TOPLUM YARARINA PROGRAM
Toplum Yararına Program ya da kamuoyunda bilinen adıyla “Toplum Yararına Çalışma Programı” Türkiye İş Kurumu (İş-Kur) aracılığıyla yürütülen bir (geçici) istihdam çalışması. Yasal tanımı ise şu şekilde:

“İşsizliğin yoğun olduğu dönemlerde veya yerlerde doğrudan veya yüklenici eli ile toplum yararına bir iş ya da hizmetin gerçekleştirilmesi yoluyla özellikle istihdamında zorluk çekilen işsizlerin çalışma alışkanlık ve disiplininden uzaklaşmalarını engelleyerek işgücü piyasasına uyumlarını amaçlayan ve bunlara geçici gelir desteği sağlayan programlar.”

İşin aslı ise şu: İş-Kur’a kayıtlı işsizler, 9 ayı geçmemek üzere çevre temizliği, ağaçlandırma, park düzenlemesi, okullarda bakım-onarım-temizlik, vadi ve dere ıslahı, erozyon engelleme gibi işlerde çalıştırılıyorlar. Dolayısıyla TYP’lilerin en çok çalıştırıldıkları yerler belediyeler ve okullar.

Haftalık çalışma süresi 45 saat. Program kapsamında çalıştırılanlara asgari ücret ödeniyor. Ayrıca sigorta primleri ve gelir vergileri yatırılıyor. Bu giderler İşsizlik Sigortası Fonu’ndan karşılanıyor.

Programa dahil edilecekler kura ya da liste yöntemiyle belirleniyor.

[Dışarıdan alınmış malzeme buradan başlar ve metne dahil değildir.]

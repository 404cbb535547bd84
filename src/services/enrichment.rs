//! Optional message enrichment
//!
//! A formatter may reword a fired decision's message. The rewrite is
//! time-boxed; on timeout, error or empty output the templated message
//! stays. Direction, urgency and distance are never touched.

use crate::domain::types::AlertDecision;
use crate::infra::metrics::Metrics;
use crate::services::messages::MessageFormatter;
use std::time::Duration;
use tracing::{debug, warn};

/// Reword `decision.message` through `formatter`, falling back to the
/// decision unchanged when the rewrite does not arrive in time.
pub async fn enrich(
    decision: AlertDecision,
    formatter: &dyn MessageFormatter,
    timeout: Duration,
    metrics: Option<&Metrics>,
) -> AlertDecision {
    if !decision.fired {
        return decision;
    }

    let outcome = tokio::time::timeout(timeout, formatter.format(&decision)).await;

    let rewritten = match outcome {
        Ok(Ok(text)) if !text.trim().is_empty() => Some(text.trim().to_string()),
        Ok(Ok(_)) => {
            warn!(reason = "empty", "enrichment_fallback");
            None
        }
        Ok(Err(e)) => {
            warn!(reason = "error", error = %e, "enrichment_fallback");
            None
        }
        Err(_) => {
            warn!(reason = "timeout", timeout_ms = %timeout.as_millis(), "enrichment_fallback");
            None
        }
    };

    if let Some(m) = metrics {
        m.record_enrichment(rewritten.is_none());
    }

    match rewritten {
        Some(message) => {
            debug!(urgency = %decision.urgency, direction = %decision.direction, "enrichment_applied");
            AlertDecision { message, ..decision }
        }
        None => decision,
    }
}
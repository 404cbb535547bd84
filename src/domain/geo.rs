//! Geo-kinematics on a spherical Earth
//!
//! Pure numeric functions with no error states. Inputs are `Position`s,
//! which are range-checked at construction, so nothing here validates.

use crate::domain::types::{Position, TimedPosition};

/// Mean Earth radius in meters
pub const EARTH_RADIUS_M: f64 = 6_371_000.0;

/// Fixes further apart than this are too stale to infer a heading from
pub const DEFAULT_MAX_PATH_GAP_MS: u64 = 10_000;

/// Great-circle (Haversine) distance in meters. Symmetric in its arguments.
pub fn distance_meters(a: Position, b: Position) -> f64 {
    let phi1 = a.lat().to_radians();
    let phi2 = b.lat().to_radians();
    let d_phi = (b.lat() - a.lat()).to_radians();
    let d_lambda = (b.lng() - a.lng()).to_radians();

    let h = (d_phi / 2.0).sin().powi(2)
        + phi1.cos() * phi2.cos() * (d_lambda / 2.0).sin().powi(2);
    // Rounding can push near-antipodal pairs just past 1
    let h = h.clamp(0.0, 1.0);
    let c = 2.0 * h.sqrt().atan2((1.0 - h).sqrt());

    EARTH_RADIUS_M * c
}

/// Initial compass bearing from `from` toward `to`, in [0, 360).
///
/// Identical points have no bearing; `0` is returned for them.
pub fn bearing_degrees(from: Position, to: Position) -> f64 {
    if from == to {
        return 0.0;
    }

    let phi1 = from.lat().to_radians();
    let phi2 = to.lat().to_radians();
    let d_lambda = (to.lng() - from.lng()).to_radians();

    let y = d_lambda.sin() * phi2.cos();
    let x = phi1.cos() * phi2.sin() - phi1.sin() * phi2.cos() * d_lambda.cos();

    normalize_degrees(y.atan2(x).to_degrees())
}

/// Absolute angular difference between two headings, in [0, 180]
pub fn heading_difference(h1: f64, h2: f64) -> f64 {
    let diff = (h1 - h2).rem_euclid(360.0);
    if diff > 180.0 {
        360.0 - diff
    } else {
        diff
    }
}

/// Headings within `threshold_degrees` of each other count as the same direction
#[inline]
pub fn is_same_direction(h1: f64, h2: f64, threshold_degrees: f64) -> bool {
    heading_difference(h1, h2) <= threshold_degrees
}

/// Map any angle into [0, 360)
#[inline]
pub fn normalize_degrees(angle: f64) -> f64 {
    let n = angle.rem_euclid(360.0);
    if n >= 360.0 {
        0.0
    } else {
        n
    }
}

/// Map any angle into (-180, 180]; positive is clockwise (to the right)
pub fn normalize_signed(angle: f64) -> f64 {
    let n = normalize_degrees(angle);
    if n > 180.0 {
        n - 360.0
    } else {
        n
    }
}

/// Point reached by travelling `distance_m` from `origin` along `bearing` degrees
pub fn destination_point(origin: Position, distance_m: f64, bearing: f64) -> Position {
    let phi1 = origin.lat().to_radians();
    let lambda1 = origin.lng().to_radians();
    let theta = bearing.to_radians();
    let delta = distance_m / EARTH_RADIUS_M;

    let phi2 = (phi1.sin() * delta.cos() + phi1.cos() * delta.sin() * theta.cos()).asin();
    let lambda2 = lambda1
        + (theta.sin() * delta.sin() * phi1.cos()).atan2(delta.cos() - phi1.sin() * phi2.sin());

    let lat = phi2.to_degrees().clamp(-90.0, 90.0);
    // Wrap across the antimeridian back into [-180, 180]
    let lng = (lambda2.to_degrees() + 540.0).rem_euclid(360.0) - 180.0;

    Position::from_trusted(lat, lng)
}

/// Infer a heading from the two most recent fixes.
///
/// Returns `None` with fewer than two fixes, when the fixes are more than
/// `max_gap_ms` apart, or when the position did not change.
pub fn heading_from_path(samples: &[TimedPosition], max_gap_ms: u64) -> Option<f64> {
    let [.., prev, last] = samples else {
        return None;
    };

    if last.timestamp_ms.saturating_sub(prev.timestamp_ms) > max_gap_ms {
        return None;
    }
    if prev.position == last.position {
        return None;
    }

    Some(bearing_degrees(prev.position, last.position))
}
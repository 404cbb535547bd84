//! Snapshot input - bystander, vehicles and SOS records read from a JSON file

use crate::domain::types::{Bystander, EmergencyVehicle, SosRecord};
use anyhow::Context;
use serde::{Deserialize, Serialize};
use std::path::Path;

/// Point-in-time view handed to the alert engine and prioritizer
#[derive(Debug, Clone, PartialEq, Serialize, Deserialize)]
pub struct Snapshot {
    pub bystander: Bystander,
    #[serde(default)]
    pub vehicles: Vec<EmergencyVehicle>,
    #[serde(default)]
    pub sos: Vec<SosRecord>,
}

impl Snapshot {
    pub fn from_file<P: AsRef<Path>>(path: P) -> anyhow::Result<Self> {
        let path = path.as_ref();
        let content = std::fs::read_to_string(path)
            .with_context(|| format!("Failed to read snapshot file: {}", path.display()))?;
        Self::from_json(&content)
            .with_context(|| format!("Failed to parse snapshot file: {}", path.display()))
    }

    pub fn from_json(content: &str) -> anyhow::Result<Self> {
        Ok(serde_json::from_str(content)?)
    }
}

#[cfg(test)]
mod tests {
    use super::*;
    use crate::domain::types::Severity;
    use std::io::Write;
    use tempfile::NamedTempFile;

    const SAMPLE: &str = r#"{
        "bystander": {"lat": 13.0827, "lng": 80.2707, "heading": 90.0},
        "vehicles": [
            {"id": "AMB-1", "position": {"lat": 13.0850, "lng": 80.2750},
             "heading": 270.0, "severity": "RED",
             "destination": {"lat": 13.0604, "lng": 80.2496},
             "destination_name": "General Hospital"},
            {"id": "AMB-2", "position": {"lat": 13.09, "lng": 80.28}, "severity": "yellow"}
        ],
        "sos": [{"id": "sos-1", "ambulance_id": "AMB-1",
                 "position": {"lat": 13.0850, "lng": 80.2750}}]
    }"#;

    #[test]
    fn test_parse_snapshot() {
        let snapshot = Snapshot::from_json(SAMPLE).unwrap();
        assert_eq!(snapshot.bystander.heading.map(|h| h.degrees()), Some(90.0));
        assert_eq!(snapshot.vehicles.len(), 2);
        assert_eq!(snapshot.vehicles[0].severity, Severity::Red);
        assert_eq!(snapshot.vehicles[1].severity, Severity::Yellow);
        assert!(snapshot.vehicles[1].heading.is_none());
        assert_eq!(snapshot.sos[0].subject_id.as_str(), "AMB-1");
        assert!(snapshot.sos[0].active);
    }

    #[test]
    fn test_vehicles_and_sos_optional() {
        let snapshot = Snapshot::from_json(r#"{"bystander": {"lat": 0.0, "lng": 0.0}}"#).unwrap();
        assert!(snapshot.vehicles.is_empty());
        assert!(snapshot.sos.is_empty());
        assert!(snapshot.bystander.heading.is_none());
    }

    #[test]
    fn test_invalid_coordinate_rejected() {
        let result = Snapshot::from_json(r#"{"bystander": {"lat": 95.0, "lng": 0.0}}"#);
        assert!(result.is_err());
    }

    #[test]
    fn test_from_file() {
        let mut file = NamedTempFile::new().unwrap();
        file.write_all(SAMPLE.as_bytes()).unwrap();

        let snapshot = Snapshot::from_file(file.path()).unwrap();
        assert_eq!(snapshot.vehicles[0].id.as_str(), "AMB-1");
    }

    #[test]
    fn test_missing_file_has_context() {
        let err = Snapshot::from_file("/nonexistent/snapshot.json").unwrap_err();
        assert!(format!("{err:#}").contains("Failed to read snapshot file"));
    }
}
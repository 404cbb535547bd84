//! Domain models - core types, geometry and errors
//!
//! This module contains the canonical data types used throughout the system:
//! - `Position` / `Heading` - validated coordinates and compass headings
//! - `Bystander` / `EmergencyVehicle` / `SosRecord` - snapshot inputs
//! - `AlertDecision` / `ClearanceReport` - engine outputs
//! - `geo` - great-circle distance, bearing and heading math
//! - `CoreError` - invalid input at the library boundary

pub mod error;
pub mod geo;
pub mod types;

// Re-export commonly used types at module level
pub use error::{CoreError, CoreResult};
pub use types::{
    AlertDecision, Bystander, ClearanceRecommendation, ClearanceReport, Direction, EmergencyVehicle,
    Heading, Position, Priority, Severity, SosRecord, TimedPosition, Urgency, VehicleId, VoiceProfile,
};
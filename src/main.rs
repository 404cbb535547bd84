//! Ambuclear - emergency vehicle proximity alerts and clearance ranking
//!
//! Module structure:
//! - `domain/` - Core types, geometry, errors
//! - `io/` - External interfaces (snapshot input, JSONL egress, chat client)
//! - `services/` - Business logic (alert engine, prioritizer, messages)
//! - `infra/` - Infrastructure (Config, Metrics)

use ambuclear::domain::types::{AlertDecision, Severity, VoiceProfile};
use ambuclear::infra::{Config, FormatterMode, Metrics};
use ambuclear::io::{ChatFormatter, Egress, Snapshot};
use ambuclear::services::{
    enrich, nearby_vehicles, rank_clearance, AlertEngine, ApproachScenario, MessageFormatter,
};
use anyhow::Context;
use clap::{Parser, Subcommand};
use serde::Serialize;
use std::path::{Path, PathBuf};
use std::sync::Arc;
use std::time::{Duration, Instant};
use time::format_description::well_known::Rfc3339;
use tracing::{info, warn};
use tracing_subscriber::fmt::time::UtcTime;
use tracing_subscriber::EnvFilter;

/// Ambuclear - tells drivers which way to move for an approaching ambulance
#[derive(Parser, Debug)]
#[command(name = "ambuclear", version, about)]
struct Args {
    /// Path to TOML configuration file (falls back to CONFIG_FILE, then config/dev.toml)
    #[arg(short, long, global = true)]
    config: Option<String>,

    /// Emit logs as JSON lines on stderr
    #[arg(long, global = true)]
    json_logs: bool,

    #[command(subcommand)]
    command: Command,
}

#[derive(Subcommand, Debug)]
enum Command {
    /// Evaluate a bystander against a vehicle snapshot and print the decision
    Alert {
        #[arg(long)]
        snapshot: PathBuf,
        /// One decision per qualifying vehicle instead of the nearest only
        #[arg(long)]
        all: bool,
        /// Severities counted in the nearby summary, comma separated (all when omitted)
        #[arg(long, value_delimiter = ',')]
        nearby_severity: Vec<Severity>,
    },
    /// Rank RED vehicles for route clearance and print the report
    Rank {
        #[arg(long)]
        snapshot: PathBuf,
    },
    /// Drive a synthetic ambulance toward a bystander at the base location
    Simulate {
        #[arg(long, default_value_t = 800.0)]
        start_distance_m: f64,
        #[arg(long, default_value_t = 15.0)]
        speed_mps: f64,
        #[arg(long, default_value_t = 2.0)]
        tick_secs: f64,
        #[arg(long, default_value_t = 60)]
        ticks: u32,
        /// Shared direction of travel in degrees
        #[arg(long, default_value_t = 90.0)]
        heading: f64,
        /// Ambulance lane offset, positive to the right of the bystander
        #[arg(long, default_value_t = 0.0, allow_negative_numbers = true)]
        lateral_offset_m: f64,
        /// Sleep `tick_secs` between ticks
        #[arg(long)]
        realtime: bool,
    },
}

/// Printed form of a decision, with the speech parameters for its urgency
#[derive(Serialize)]
struct AlertOutput {
    #[serde(flatten)]
    decision: AlertDecision,
    voice: VoiceProfile,
}

impl From<AlertDecision> for AlertOutput {
    fn from(decision: AlertDecision) -> Self {
        let voice = decision.urgency.voice_profile();
        Self { decision, voice }
    }
}

/// Shared pieces every subcommand needs
struct App {
    config: Config,
    engine: AlertEngine,
    metrics: Arc<Metrics>,
    formatter: Option<Box<dyn MessageFormatter>>,
    egress: Option<Egress>,
}

impl App {
    fn new(config: Config) -> anyhow::Result<Self> {
        let engine = AlertEngine::new(*config.alert(), config.vehicle_label())
            .context("Invalid alert configuration")?;

        let formatter: Option<Box<dyn MessageFormatter>> = match config.formatter_mode() {
            FormatterMode::Template => None,
            FormatterMode::Chat => match ChatFormatter::from_config(&config) {
                Ok(chat) => Some(Box::new(chat)),
                Err(e) => {
                    warn!(error = %e, "chat_formatter_unavailable");
                    None
                }
            },
        };

        let egress = config.egress_enabled().then(|| Egress::new(config.egress_file(), config.site_id()));

        Ok(Self { config, engine, metrics: Arc::new(Metrics::new()), formatter, egress })
    }

    /// Record, optionally reword, and egress one decision
    async fn finish(&self, decision: AlertDecision, latency_us: u64) -> AlertDecision {
        self.metrics.record_evaluation(latency_us, &decision);

        let decision = match &self.formatter {
            Some(formatter) => {
                let timeout = Duration::from_millis(self.config.formatter_timeout_ms());
                enrich(decision, formatter.as_ref(), timeout, Some(self.metrics.as_ref())).await
            }
            None => decision,
        };

        if let Some(egress) = &self.egress {
            egress.write_alert(&decision);
        }
        decision
    }
}

fn init_tracing(json: bool) {
    // Default: INFO, use RUST_LOG=debug for gate-level visibility
    let filter = EnvFilter::try_from_default_env().unwrap_or_else(|_| EnvFilter::new("info"));
    let builder = tracing_subscriber::fmt()
        .with_env_filter(filter)
        .with_timer(UtcTime::new(Rfc3339))
        .with_target(false)
        .with_writer(std::io::stderr);

    if json {
        builder.json().init();
    } else {
        builder.init();
    }
}

fn print_json<T: Serialize>(value: &T) -> anyhow::Result<()> {
    println!("{}", serde_json::to_string_pretty(value)?);
    Ok(())
}

#[tokio::main]
async fn main() -> anyhow::Result<()> {
    let args = Args::parse();
    init_tracing(args.json_logs);

    let config = match &args.config {
        Some(path) => Config::from_file(path)?,
        None => Config::load(&[])?,
    };

    let alert = config.alert();
    info!(
        config_file = %config.config_file(),
        site_id = %config.site_id(),
        radius_m = %alert.radius_meters,
        heading_threshold_deg = %alert.heading_threshold_degrees,
        ahead_cone_deg = %alert.ahead_cone_degrees,
        formatter = ?config.formatter_mode(),
        egress_enabled = %config.egress_enabled(),
        "config_loaded"
    );

    let app = App::new(config)?;

    match args.command {
        Command::Alert { snapshot, all, nearby_severity } => {
            run_alert(&app, &snapshot, all, &nearby_severity).await
        }
        Command::Rank { snapshot } => run_rank(&app, &snapshot),
        Command::Simulate {
            start_distance_m,
            speed_mps,
            tick_secs,
            ticks,
            heading,
            lateral_offset_m,
            realtime,
        } => {
            let scenario = ApproachScenario::at_base(
                heading,
                start_distance_m,
                speed_mps,
                tick_secs,
                ticks,
                lateral_offset_m,
            )
            .context("Invalid simulation parameters")?;
            run_simulation(&app, &scenario, realtime).await
        }
    }
}

async fn run_alert(app: &App, path: &Path, all: bool, severities: &[Severity]) -> anyhow::Result<()> {
    let snapshot = Snapshot::from_file(path)?;

    let nearby = nearby_vehicles(
        snapshot.bystander.position,
        &snapshot.vehicles,
        app.engine.config().radius_meters,
        severities,
    );
    info!(
        bystander = %snapshot.bystander.position,
        vehicles = %snapshot.vehicles.len(),
        nearby = %nearby.len(),
        nearest_m = ?nearby.first().map(|n| n.distance_meters.round()),
        nearest_severity = ?nearby.first().map(|n| n.vehicle.severity.to_string()),
        "snapshot_loaded"
    );

    let start = Instant::now();
    let decisions = if all {
        app.engine.evaluate_all(&snapshot.bystander, &snapshot.vehicles)
    } else {
        vec![app.engine.evaluate(&snapshot.bystander, &snapshot.vehicles)]
    };
    let latency_us = start.elapsed().as_micros() as u64;

    let mut outputs = Vec::with_capacity(decisions.len());
    for decision in decisions {
        outputs.push(AlertOutput::from(app.finish(decision, latency_us).await));
    }

    if all {
        print_json(&outputs)?;
    } else if let Some(output) = outputs.first() {
        print_json(output)?;
    }

    app.metrics.report().log();
    Ok(())
}

fn run_rank(app: &App, path: &Path) -> anyhow::Result<()> {
    let snapshot = Snapshot::from_file(path)?;

    let report = rank_clearance(&snapshot.vehicles, &snapshot.sos);
    app.metrics.record_ranking(&report);

    for rec in &report.recommendations {
        info!(
            priority = %rec.priority,
            vehicle = %rec.subject_label,
            spoken = %rec.spoken_text(),
            "clearance_announcement"
        );
    }
    if let Some(egress) = &app.egress {
        egress.write_clearance(&report);
    }

    print_json(&report)
}

async fn run_simulation(app: &App, scenario: &ApproachScenario, realtime: bool) -> anyhow::Result<()> {
    let fixes = scenario.fixes();
    info!(
        ticks = %fixes.len(),
        start_distance_m = %scenario.start_distance_m,
        speed_mps = %scenario.speed_mps,
        heading = %scenario.heading.degrees(),
        bystander = %scenario.bystander.position,
        "simulation_started"
    );

    // Periodic metrics while running in wall-clock time
    let reporter = realtime.then(|| {
        let metrics = app.metrics.clone();
        let every = Duration::from_secs(app.config.metrics_interval_secs().max(1));
        tokio::spawn(async move {
            let mut interval = tokio::time::interval(every);
            interval.tick().await;
            loop {
                interval.tick().await;
                metrics.report().log();
            }
        })
    });

    let mut ticker = tokio::time::interval(Duration::from_secs_f64(scenario.tick_secs));
    let shutdown = tokio::signal::ctrl_c();
    tokio::pin!(shutdown);

    for tick in 0..fixes.len() {
        if realtime {
            tokio::select! {
                _ = ticker.tick() => {}
                _ = &mut shutdown => {
                    info!("shutdown_signal_received");
                    break;
                }
            }
        }

        let Some(vehicle) = scenario.vehicle_at(&fixes, tick) else {
            break;
        };

        let start = Instant::now();
        let decision = app.engine.evaluate(&scenario.bystander, std::slice::from_ref(&vehicle));
        let latency_us = start.elapsed().as_micros() as u64;
        let decision = app.finish(decision, latency_us).await;

        info!(
            tick = %tick,
            vehicle = %vehicle.position,
            vehicle_heading = ?vehicle.heading.map(|h| h.degrees()),
            fired = %decision.fired,
            direction = %decision.direction,
            urgency = %decision.urgency,
            distance_m = format!("{:.0}", decision.distance_meters),
            message = %decision.message,
            "simulation_tick"
        );
    }

    if let Some(handle) = reporter {
        handle.abort();
    }

    info!(
        evaluations = %app.metrics.evaluations_total(),
        alerts_fired = %app.metrics.alerts_fired_total(),
        "simulation_complete"
    );
    app.metrics.report().log();
    Ok(())
}

#[cfg(test)]
mod tests {
    use super::*;

    #[test]
    fn test_nearby_severity_parsed() {
        let args = Args::try_parse_from([
            "ambuclear",
            "alert",
            "--snapshot",
            "data/sample_snapshot.json",
            "--nearby-severity",
            "red,Yellow",
        ])
        .unwrap();
        let Command::Alert { nearby_severity, all, .. } = args.command else {
            panic!("expected alert subcommand");
        };
        assert!(!all);
        assert_eq!(nearby_severity, vec![Severity::Red, Severity::Yellow]);
    }

    #[test]
    fn test_unknown_nearby_severity_rejected() {
        let parsed = Args::try_parse_from([
            "ambuclear",
            "alert",
            "--snapshot",
            "data/sample_snapshot.json",
            "--nearby-severity",
            "blue",
        ]);
        assert!(parsed.is_err());
    }
}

Programlar en çok 9 ay sürüyor. Bir sene içinde programdan en fazla yararlanılabilecek süre de 9 ay. Yeniden yararlanma için en az 3 ay daha geçmesi gerekiyor. Bununla birlikte bir kişinin TYP’den yararlanabileceği maksimum süre 24 ay.

SAYILARLA TYP
İş-Kur’un son yayınladığı 2019 yılı Mart ayı istatistik bültenine göre 2019 Ocak-Şubat-Mart döneminde 3.758 farklı Toplum Yararına Programda toplam 142.121 kişi çalıştırılıyor. TYP’lilerin 81 bini yani yüzde 57’si kadın. Katılımcıların liste yöntemiyle seçildiği programlarda kadınların öncelikli grup içinde yer alması bu durumun en önemli nedenlerinden biri. 

2018 yıllık istatistikleri henüz açıklanmadı. 2017 istatistiklerine göre ise 266.924 kişi bu programlardan yararlandı. Yararlanıcıların yarısından fazlası (yaklaşık yüzde 55’i) kadındı.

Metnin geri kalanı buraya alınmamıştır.